Abstract:
Neonatal jaundice is a leading reason behind neonatal admission and deaths in most parts of the low and middle-income countries. It is a yellowing of a baby’s skin and eyes. Neonatal jaundice is very common and can occur when babies have a high level of bilirubin. If left untreated, elevated bilirubin can lead to brain damage. The need for early prediction of jaundice has become progressively necessary for distinguishing those babies in danger of hyperbilirubinemia. In Ethiopia, no research has been conducted in the early prediction of neonatal jaundice severity using machine learning to support the health sector. So, we propose a machine learning model for early prediction of neonatal jaundice severity.
In this paper, we developed a prediction model using identified classification factors in order to classify the risk level of jaundice as low, moderate and high level. We collect datasets from Bahir Dar Felege Hiwot Referral Hospital, Ethiopia. The dataset contains 550 neonates with 19 classification factors identified from neonates that are used to formulate the predictive model for classification of the risk levels of jaundice. 80% of the dataset is used for training and the rest for testing. Also, 10-fold cross validation is used. After data organized data pre-processing such as handling missing data by calculating the mean value of column, encode categorical data by applying one-hot encoding and Feature scaling independent data.

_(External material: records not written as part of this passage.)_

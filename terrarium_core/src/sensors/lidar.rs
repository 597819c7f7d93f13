// terrarium_core/src/sensors/lidar.rs

//! Distance sensors: lidar and its close-proximity variant, touch.

use image::RgbImage;

use crate::config::RayConfig;
use crate::draw;
use crate::error::{ConfigError, SensorError};
use crate::geometry::ray_angles;
use crate::noise::NoiseModel;
use crate::raycast::{nearest_by_alpha, RayPipeline};
use crate::scene::SceneView;
use crate::sensors::{Modality, Observation, ObservationShape, Sensor, SensorInput};
use crate::types::{BodyId, ShapeId};

/// Projects ray buckets into one distance per ray: the nearest candidate's
/// path fraction scaled by `range`, or `range` itself for empty rays.
/// Output index order is reversed to match the forward-facing display
/// convention.
fn distance_profile(
    pipeline: &RayPipeline,
    scene: &dyn SceneView,
) -> Result<Vec<f64>, SensorError> {
    let buckets = pipeline.cast(scene)?;
    let range = pipeline.range();

    let mut values: Vec<f64> = buckets
        .iter()
        .map(|bucket| match nearest_by_alpha(&bucket.hits) {
            Some(hit) => hit.alpha * range,
            None => range,
        })
        .collect();

    values.reverse();
    Ok(values)
}

// =========================================================================
// == Lidar ==
// =========================================================================

/// Measures the distance to the nearest obstacle along each ray.
#[derive(Debug, Clone)]
pub struct Lidar {
    name: String,
    config: RayConfig,
    pipeline: RayPipeline,
    noise: Option<NoiseModel>,
    observation: Observation,
}

impl Lidar {
    pub fn new(
        name: impl Into<String>,
        anchor: BodyId,
        invisible: Vec<ShapeId>,
        config: RayConfig,
    ) -> Result<Self, ConfigError> {
        config.validate()?;

        let noise = config
            .noise
            .map(|n| NoiseModel::new(n, config.seed))
            .transpose()?;

        let pipeline = RayPipeline::new(
            anchor,
            ray_angles(config.fov(), config.resolution),
            config.range,
            config.remove_occluded_effective(),
            invisible,
        );

        Ok(Self {
            name: name.into(),
            config,
            pipeline,
            noise,
            observation: Observation::default(),
        })
    }

    fn max_value(&self) -> f64 {
        self.config.range
    }
}

impl Sensor for Lidar {
    fn name(&self) -> &str {
        &self.name
    }

    fn modality(&self) -> Modality {
        Modality::Robotic
    }

    fn shape(&self) -> Option<ObservationShape> {
        Some(ObservationShape::Flat(self.config.resolution))
    }

    fn update(&mut self, input: SensorInput<'_>) -> Result<(), SensorError> {
        let scene = input.scene(&self.name)?;
        let mut values = distance_profile(&self.pipeline, scene)?;

        let max = self.max_value();
        if let Some(noise) = &mut self.noise {
            noise.apply(&mut values, max);
        }
        if self.config.normalize {
            for value in &mut values {
                *value /= max;
            }
        }

        self.observation = Observation::Ranges(values);
        Ok(())
    }

    fn observation(&self) -> &Observation {
        &self.observation
    }

    fn draw(&self, width: u32, height: u32) -> RgbImage {
        let values = self.observation.as_ranges().unwrap_or(&[]);
        let divisor = if self.config.normalize {
            1.0
        } else {
            self.max_value()
        };
        draw::value_strip(values, divisor, width, height)
    }
}

// =========================================================================
// == Touch ==
// =========================================================================

/// Artificial skin around a round anchor. `config.range` is the skin
/// thickness; readings grow as contact gets closer, peaking at full
/// contact with the anchor surface.
#[derive(Debug, Clone)]
pub struct Touch {
    name: String,
    config: RayConfig,
    anchor_radius: f64,
    pipeline: RayPipeline,
    noise: Option<NoiseModel>,
    observation: Observation,
}

impl Touch {
    pub fn new(
        name: impl Into<String>,
        anchor: BodyId,
        anchor_radius: f64,
        invisible: Vec<ShapeId>,
        config: RayConfig,
    ) -> Result<Self, ConfigError> {
        config.validate()?;
        if anchor_radius < 0.0 {
            return Err(ConfigError::NonPositive {
                field: "anchor_radius",
                value: anchor_radius,
            });
        }

        let noise = config
            .noise
            .map(|n| NoiseModel::new(n, config.seed))
            .transpose()?;

        // Rays reach through the skin: anchor radius plus skin thickness.
        let pipeline = RayPipeline::new(
            anchor,
            ray_angles(config.fov(), config.resolution),
            anchor_radius + config.range,
            config.remove_occluded_effective(),
            invisible,
        );

        Ok(Self {
            name: name.into(),
            config,
            anchor_radius,
            pipeline,
            noise,
            observation: Observation::default(),
        })
    }

    /// The skin thickness, which is also the peak reading.
    fn max_value(&self) -> f64 {
        self.config.range
    }
}

impl Sensor for Touch {
    fn name(&self) -> &str {
        &self.name
    }

    fn modality(&self) -> Modality {
        Modality::Robotic
    }

    fn shape(&self) -> Option<ObservationShape> {
        Some(ObservationShape::Flat(self.config.resolution))
    }

    fn update(&mut self, input: SensorInput<'_>) -> Result<(), SensorError> {
        let scene = input.scene(&self.name)?;
        let mut values = distance_profile(&self.pipeline, scene)?;

        let max = self.max_value();
        // Distance from the anchor surface, inverted: closer contact reads
        // higher, nothing within the skin reads zero.
        for value in &mut values {
            let to_surface = (*value - self.anchor_radius).max(0.0);
            *value = (max - to_surface).max(0.0);
        }

        if let Some(noise) = &mut self.noise {
            noise.apply(&mut values, max);
        }
        if self.config.normalize {
            for value in &mut values {
                *value /= max;
            }
        }

        self.observation = Observation::Ranges(values);
        Ok(())
    }

    fn observation(&self) -> &Observation {
        &self.observation
    }

    fn draw(&self, width: u32, height: u32) -> RgbImage {
        let values = self.observation.as_ranges().unwrap_or(&[]);
        let divisor = if self.config.normalize {
            1.0
        } else {
            self.max_value()
        };
        draw::value_strip(values, divisor, width, height)
    }
}

// =========================================================================
// == Tests ==
// =========================================================================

In this work, we developed three machine learning models. The first model was multi-layer perceptron model with different optimizer that is trained on pre-processed data and select best. The second model was support vector machine, which is trained on pre-processed data with different kernel function and select the best. Then random forest model is trained on pre-processed data with different tree numbers and select the best. The Python programming language was used to implement the model. After all, we have tested the model on test dataset and the result is presented with confusion matrix, accuracy, precision and f1-score. Random forest has got 95% while support vector machine has achieved 97%, but multi-layer perceptron model has achieved 98% accuracy.